- Full name: Diana Genkova Dudeva
- Born: July 7, 1968 (age 58) Pleven, Bulgaria
- Height: 1.57 m (5 ft 2 in)

Gymnastics career
- Discipline: Women's artistic gymnastics
- Country represented: Bulgaria
- Club: ZSKA Sofia
- Head coach: Ivan Kondev
- Medal record
Representing Bulgaria
Olympic Games
| Bronze medal – third place | 1988 Seoul | Floor Exercise |
European Championships
| Silver medal – second place | 1987 Moscow | Uneven Bars |
| Bronze medal – third place | 1987 Moscow | All-Around |
Goodwill Games
| Silver medal – second place | 1986 Moscow | Team |
| Bronze medal – third place | 1986 Moscow | Balance Beam |

= Diana Dudeva =

Bulgarian gymnast (born 1968)

Diana Genkova Dudeva (Диана Гeнкова Дудева; born July 7, 1968) is a Bulgarian former artistic gymnast. She competed at the 1988 Summer Olympics and won the bronze medal on floor exercise. As of 2023, Dudeva is the only female Bulgarian artistic gymnast to win a medal at the Olympics.

==Career==
Dudeva was a member of the Bulgarian team that finished fourth at the 1983 World Championships.
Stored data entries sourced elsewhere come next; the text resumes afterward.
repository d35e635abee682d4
use std::time::Duration;

use anyhow::Context;
use serde::{Deserialize, Serialize};

/// Client for the panel's helper API. Authorization is entirely delegated:
/// the agent asks, the panel decides. Any transport failure or non-2xx
/// answer counts as a denial.
#[derive(Clone)]
pub struct RemoteClient {
    base: String,
    token: String,
    http: reqwest::Client,
    /// The SFTP credential channel tolerates self-signed panels.
    insecure: reqwest::Client,
}

#[derive(Debug, Serialize)]
#[serde(rename_all = "camelCase")]
struct AdminRequest<'a> {
    token: &'a str,
    user_uuid: &'a str,
}

#[derive(Debug, Deserialize)]
#[serde(rename_all = "camelCase")]
struct AdminResponse {
    is_admin: bool,
}

#[derive(Debug, Serialize)]
#[serde(rename_all = "camelCase")]
struct PermissionRequest<'a> {
    token: &'a str,
    user_uuid: &'a str,
    server_uuid: &'a str,
}

#[derive(Debug, Deserialize)]
struct PermissionResponse {
    permission: bool,
}

#[derive(Debug, Serialize)]
#[serde(rename_all = "camelCase")]
struct VerifySftpRequest<'a> {
    token: &'a str,
    user_name: &'a str,
    password: &'a str,
    server_uuid: &'a str,
}

#[derive(Debug, Deserialize)]
pub struct PortsResponse {
    pub port: u16,
    pub sftp: u16,
    #[serde(default)]
    pub ssl: bool,
}

fn helper_url(base: &str, endpoint: &str) -> String {
    format!("{}/api/nodes/helper/{endpoint}", base.trim_end_matches('/'))
}

impl RemoteClient {
    pub fn new(base: impl Into<String>, token: impl Into<String>) -> anyhow::Result<Self> {
        let http = reqwest::Client::builder()
            .timeout(Duration::from_secs(10))
            .build()
            .context("build helper http client")?;
        let insecure = reqwest::Client::builder()
            .timeout(Duration::from_secs(10))
            .danger_accept_invalid_certs(true)
            .build()
            .context("build sftp verification client")?;
        Ok(Self {
            base: base.into(),
            token: token.into(),
            http,
            insecure,
        })
    }

    async fn post_json<B: Serialize, R: for<'de> Deserialize<'de>>(
        client: &reqwest::Client,
        url: &str,
        body: &B,
    ) -> anyhow::Result<R> {
        let response = client
            .post(url)
            .json(body)
            .send()
            .await
            .with_context(|| format!("POST {url}"))?
            .error_for_status()
            .with_context(|| format!("POST {url}"))?;
        response.json().await.with_context(|| format!("decode {url}"))
    }

    pub async fn is_admin(&self, user_uuid: &str) -> bool {
        let url = helper_url(&self.base, "admin-permission");
        let body = AdminRequest {
            token: &self.token,
            user_uuid,
        };
        match Self::post_json::<_, AdminResponse>(&self.http, &url, &body).await {
            Ok(resp) => resp.is_admin,
            Err(err) => {
                tracing::warn!(%err, "admin permission check failed; denying");
                false
            }
        }
    }

    pub async fn has_permission(&self, user_uuid: &str, server_uuid: &str) -> bool {
        let url = helper_url(&self.base, "permission");
        let body = PermissionRequest {
            token: &self.token,
            user_uuid,
            server_uuid,
        };
        match Self::post_json::<_, PermissionResponse>(&self.http, &url, &body).await {
            Ok(resp) => resp.permission,
            Err(err) => {
                tracing::warn!(%err, "permission check failed; denying");
                false
            }
        }
    }

    pub async fn verify_sftp(&self, user_name: &str, password: &str, server_uuid: &str) -> bool {
        let url = helper_url(&self.base, "verify-sftp");
        let body = VerifySftpRequest {
            token: &self.token,
            user_name,
            password,
            server_uuid,
        };
        match Self::post_json::<_, PermissionResponse>(&self.insecure, &url, &body).await {
            Ok(resp) => resp.permission,
            Err(err) => {
                tracing::warn!(%err, "sftp verification failed; denying");
                false
            }
        }
    }
}

/// Configure-time exchange: asks the panel which ports this node owns.
pub async fn fetch_ports(base: &str, uuid: &str, token: &str) -> anyhow::Result<PortsResponse> {
    #[derive(Serialize)]
    struct FetchPortsRequest<'a> {
        uuid: &'a str,
        token: &'a str,
    }

    let client = reqwest::Client::builder()
        .timeout(Duration::from_secs(10))
        .build()
        .context("build configure http client")?;
    let url = helper_url(base, "fetch-ports");
    RemoteClient::post_json(&client, &url, &FetchPortsRequest { uuid, token }).await
}

#[cfg(test)]
mod tests {
    use super::*;

    #[test]
    fn helper_urls_are_rooted_at_the_panel() {
        assert_eq!(
            helper_url("https://panel.example", "permission"),
            "https://panel.example/api/nodes/helper/permission"
        );
        assert_eq!(
            helper_url("https://panel.example/", "fetch-ports"),
            "https://panel.example/api/nodes/helper/fetch-ports"
        );
    }
}
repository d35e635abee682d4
use bollard::container::LogOutput;
use futures_util::{Stream, StreamExt};
use tokio::sync::mpsc;
use tokio::task::JoinHandle;

/// Accumulates raw container output and yields complete lines. The runtime
/// hands us TTY console chunks or demuxed stdout/stderr frames; either way
/// the payload is bytes that may end mid-line, so partial input is buffered
/// until its newline arrives. Lines are split on `\r?\n` and empty lines
/// are dropped.
#[derive(Default)]
pub struct LineBuffer {
    pending: Vec<u8>,
}

impl LineBuffer {
    pub fn new() -> Self {
        Self::default()
    }

    pub fn push(&mut self, chunk: &[u8]) -> Vec<String> {
        self.pending.extend_from_slice(chunk);

        let mut lines = Vec::new();
        while let Some(pos) = self.pending.iter().position(|b| *b == b'\n') {
            let mut line: Vec<u8> = self.pending.drain(..=pos).collect();
            line.pop();
            if line.last() == Some(&b'\r') {
                line.pop();
            }
            if !line.is_empty() {
                lines.push(String::from_utf8_lossy(&line).into_owned());
            }
        }
        lines
    }

    /// Drains whatever is left once the stream ends.
    pub fn finish(&mut self) -> Option<String> {
        if self.pending.is_empty() {
            return None;
        }
        let rest = std::mem::take(&mut self.pending);
        let text = String::from_utf8_lossy(rest.strip_suffix(b"\r").unwrap_or(&rest)).into_owned();
        if text.is_empty() { None } else { Some(text) }
    }
}

/// A running follow-logs task. Stopping is idempotent; dropping the handle
/// also stops the task.
pub struct LogStream {
    task: JoinHandle<()>,
}

impl LogStream {
    pub fn stop(&self) {
        self.task.abort();
    }
}

impl Drop for LogStream {
    fn drop(&mut self) {
        self.task.abort();
    }
}

/// Follow a container output stream, delivering lines in arrival order.
/// A stream error ends the task; the receiver observes the close.
pub fn follow<S>(mut stream: S, lines: mpsc::UnboundedSender<String>) -> LogStream
where
    S: Stream<Item = Result<LogOutput, bollard::errors::Error>> + Send + Unpin + 'static,
{
    let task = tokio::spawn(async move {
        let mut buffer = LineBuffer::new();
        loop {
            match stream.next().await {
                Some(Ok(output)) => {
                    for line in buffer.push(&output.into_bytes()) {
                        if lines.send(line).is_err() {
                            return;
                        }
                    }
                }
                Some(Err(err)) => {
                    tracing::debug!(%err, "container log stream failed");
                    break;
                }
                None => break,
            }
        }
        if let Some(rest) = buffer.finish() {
            let _ = lines.send(rest);
        }
    });
    LogStream { task }
}

#[cfg(test)]
mod tests {
    use super::*;

    #[test]
    fn splits_on_lf_and_crlf() {
        let mut buf = LineBuffer::new();
        let lines = buf.push(b"one\r\ntwo\nthree");
        assert_eq!(lines, vec!["one".to_string(), "two".to_string()]);
        assert_eq!(buf.finish(), Some("three".to_string()));
    }

    #[test]
    fn buffers_partial_lines_across_chunks() {
        let mut buf = LineBuffer::new();
        assert!(buf.push(b"hel").is_empty());
        assert_eq!(buf.push(b"lo\nwor"), vec!["hello".to_string()]);
        assert_eq!(buf.push(b"ld\n"), vec!["world".to_string()]);
        assert_eq!(buf.finish(), None);
    }

    #[test]
    fn empty_lines_are_dropped() {
        let mut buf = LineBuffer::new();
        let lines = buf.push(b"a\n\n\r\nb\n");
        assert_eq!(lines, vec!["a".to_string(), "b".to_string()]);
    }

    #[test]
    fn invalid_utf8_is_replaced_not_lost() {
        let mut buf = LineBuffer::new();
        let lines = buf.push(b"ok \xff\xfe end\n");
        assert_eq!(lines.len(), 1);
        assert!(lines[0].starts_with("ok "));
        assert!(lines[0].ends_with(" end"));
    }

    #[tokio::test]
    async fn follow_delivers_lines_in_arrival_order() {
        let chunks: Vec<Result<LogOutput, bollard::errors::Error>> = vec![
            Ok(LogOutput::Console {
                message: b"first\nsec".to_vec().into(),
            }),
            Ok(LogOutput::StdOut {
                message: b"ond\n".to_vec().into(),
            }),
        ];
        let stream = futures_util::stream::iter(chunks);
        let (tx, mut rx) = mpsc::unbounded_channel();

        let handle = follow(stream, tx);
        assert_eq!(rx.recv().await, Some("first".to_string()));
        assert_eq!(rx.recv().await, Some("second".to_string()));
        assert_eq!(rx.recv().await, None);

        // Stopping after completion is a no-op.
        handle.stop();
        handle.stop();
    }
}
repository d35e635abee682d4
use std::collections::HashMap;
use std::sync::atomic::{AtomicU64, Ordering};
use std::sync::{Arc, Mutex, Weak};

use serde::Serialize;
use tokio::sync::mpsc;

#[derive(Debug, Clone, Copy, PartialEq, Eq, Serialize)]
#[serde(rename_all = "lowercase")]
pub enum EventCategory {
    Status,
    Pull,
    Error,
    Warn,
    Command,
    Log,
    /// Consumed in-process only; never forwarded to clients.
    Internal,
}

#[derive(Debug, Clone, Serialize)]
pub struct LiveEvent {
    pub category: EventCategory,
    pub message: String,
    pub timestamp: i64,
}

/// Per-instance fan-out of live events. Each subscriber gets its own
/// unbounded channel: delivery is FIFO per subscriber and a closed or slow
/// receiver never affects the others. There is no replay buffer; a
/// subscriber only sees events emitted after it subscribed.
#[derive(Default)]
pub struct LiveEventBus {
    subscribers: Arc<Mutex<HashMap<u64, mpsc::UnboundedSender<LiveEvent>>>>,
    next_id: AtomicU64,
}

impl LiveEventBus {
    pub fn new() -> Self {
        Self::default()
    }

    pub fn subscribe(&self) -> (LiveSubscription, mpsc::UnboundedReceiver<LiveEvent>) {
        let (tx, rx) = mpsc::unbounded_channel();
        let id = self.next_id.fetch_add(1, Ordering::Relaxed);
        if let Ok(mut subs) = self.subscribers.lock() {
            subs.insert(id, tx);
        }
        (
            LiveSubscription {
                id,
                subscribers: Arc::downgrade(&self.subscribers),
            },
            rx,
        )
    }

    pub fn emit(&self, category: EventCategory, message: impl Into<String>) {
        let event = LiveEvent {
            category,
            message: message.into(),
            timestamp: chrono::Utc::now().timestamp_millis(),
        };
        let Ok(mut subs) = self.subscribers.lock() else {
            return;
        };
        subs.retain(|_, tx| tx.send(event.clone()).is_ok());
    }

    pub fn clear(&self) {
        if let Ok(mut subs) = self.subscribers.lock() {
            subs.clear();
        }
    }

    #[cfg(test)]
    fn subscriber_count(&self) -> usize {
        self.subscribers.lock().map(|s| s.len()).unwrap_or(0)
    }
}

/// Owns nothing of the instance beyond the ability to unsubscribe; dropping
/// it detaches the listener.
pub struct LiveSubscription {
    id: u64,
    subscribers: Weak<Mutex<HashMap<u64, mpsc::UnboundedSender<LiveEvent>>>>,
}

impl Drop for LiveSubscription {
    fn drop(&mut self) {
        if let Some(subs) = self.subscribers.upgrade()
            && let Ok(mut subs) = subs.lock()
        {
            subs.remove(&self.id);
        }
    }
}

#[cfg(test)]
mod tests {
    use super::*;

    #[tokio::test]
    async fn events_arrive_in_emission_order() {
        let bus = LiveEventBus::new();
        let (_sub, mut rx) = bus.subscribe();

        bus.emit(EventCategory::Status, "first");
        bus.emit(EventCategory::Log, "second");
        bus.emit(EventCategory::Error, "third");

        assert_eq!(rx.recv().await.unwrap().message, "first");
        assert_eq!(rx.recv().await.unwrap().message, "second");
        let third = rx.recv().await.unwrap();
        assert_eq!(third.message, "third");
        assert_eq!(third.category, EventCategory::Error);
    }

    #[tokio::test]
    async fn no_replay_for_late_subscribers() {
        let bus = LiveEventBus::new();
        bus.emit(EventCategory::Status, "before");

        let (_sub, mut rx) = bus.subscribe();
        bus.emit(EventCategory::Status, "after");

        assert_eq!(rx.recv().await.unwrap().message, "after");
        assert!(rx.try_recv().is_err());
    }

    #[tokio::test]
    async fn dead_subscriber_does_not_block_the_rest() {
        let bus = LiveEventBus::new();
        let (sub_a, rx_a) = bus.subscribe();
        let (_sub_b, mut rx_b) = bus.subscribe();

        drop(rx_a);
        bus.emit(EventCategory::Status, "still delivered");

        assert_eq!(rx_b.recv().await.unwrap().message, "still delivered");
        drop(sub_a);
    }

    #[tokio::test]
    async fn dropping_the_subscription_detaches() {
        let bus = LiveEventBus::new();
        let (sub, mut rx) = bus.subscribe();
        assert_eq!(bus.subscriber_count(), 1);

        drop(sub);
        assert_eq!(bus.subscriber_count(), 0);

        bus.emit(EventCategory::Status, "gone");
        assert!(rx.recv().await.is_none());
    }
}
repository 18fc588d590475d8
/// Data layer: channel model, parsing, calculation and persistence.
///
/// Architecture:
/// ```text
///  six channel editors (raw text)
///        │
///        ▼
///   ┌──────────┐
///   │  parser   │  "x y" rows → XySeries
///   └──────────┘
///        │
///        ▼
///   ┌────────────┐
///   │ calculator  │  dark-corrected diffs + log ratio
///   └────────────┘
///        │
///        ▼
///   ┌──────────┐
///   │ analysis  │  shared x axis, CSV export
///   └──────────┘
///
///  document: raw text of every channel ⇄ .json
/// ```

pub mod analysis;
pub mod calculator;
pub mod channel;
pub mod document;
pub mod parser;
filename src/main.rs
mod app;
mod color;
mod data;
mod state;
mod ui;

use app::DarkRatioApp;
use eframe::egui;

fn main() -> eframe::Result {
    env_logger::init();

    let options = eframe::NativeOptions {
        viewport: egui::ViewportBuilder::default()
            .with_inner_size([1200.0, 800.0])
            .with_min_inner_size([600.0, 400.0]),
        ..Default::default()
    };

    eframe::run_native(
        "Dark Ratio – Data Graph",
        options,
        Box::new(|_cc| Ok(Box::new(DarkRatioApp::default()))),
    )
}
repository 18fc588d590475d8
use eframe::egui;

use crate::state::AppState;
use crate::ui::{panels, plot};

// ---------------------------------------------------------------------------
// eframe App implementation
// ---------------------------------------------------------------------------

#[derive(Default)]
pub struct DarkRatioApp {
    pub state: AppState,
}

impl eframe::App for DarkRatioApp {
    fn update(&mut self, ctx: &egui::Context, _frame: &mut eframe::Frame) {
        // ---- Top panel: toolbar ----
        egui::TopBottomPanel::top("top_bar").show(ctx, |ui| {
            panels::top_bar(ui, &mut self.state);
        });

        // ---- Left side panel: channel editors ----
        egui::SidePanel::left("channel_panel")
            .default_width(420.0)
            .resizable(true)
            .show(ctx, |ui| {
                panels::side_panel(ui, &mut self.state);
            });

        // ---- Central panel: analysis charts ----
        egui::CentralPanel::default().show(ctx, |ui| {
            plot::analysis_plots(ui, &self.state);
        });
    }
}
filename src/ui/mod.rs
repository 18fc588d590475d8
pub mod panels;
pub mod plot;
Her individual result in the team event was 29th, but she did not advance to the all-around final (top 36) as there were three other Bulgarian gymnasts ahead of her.

In 1985, Dudeva finished seventh in the all-around at the European Championships, where she also reached three of the four event finals; vault (6th), bars (6th) and beam (8th). She went on to finish 24th in the all-around at the 1985 World Championships, where the Bulgarian's once again finished fourth in the team event. At the 1986 Goodwill Games, she won a silver medal in the team event, a bronze medal on beam, and finished 10th in the all-around.

In 1987, Dudeva won two medals at the European Championships; silver on the uneven bars, and a bronze in the all-around (tied with Elena Shushunova). At the 1987 World Championships, she was ninth in the all-around, sixth in the beam final, and fifth in the team event. She concluded her international career by winning an Olympic bronze medal in the floor exercise at the 1988 Olympic Games in Seoul, where she also finished fifth in the team event, sixth in the balance beam final, and ninth in the all-around.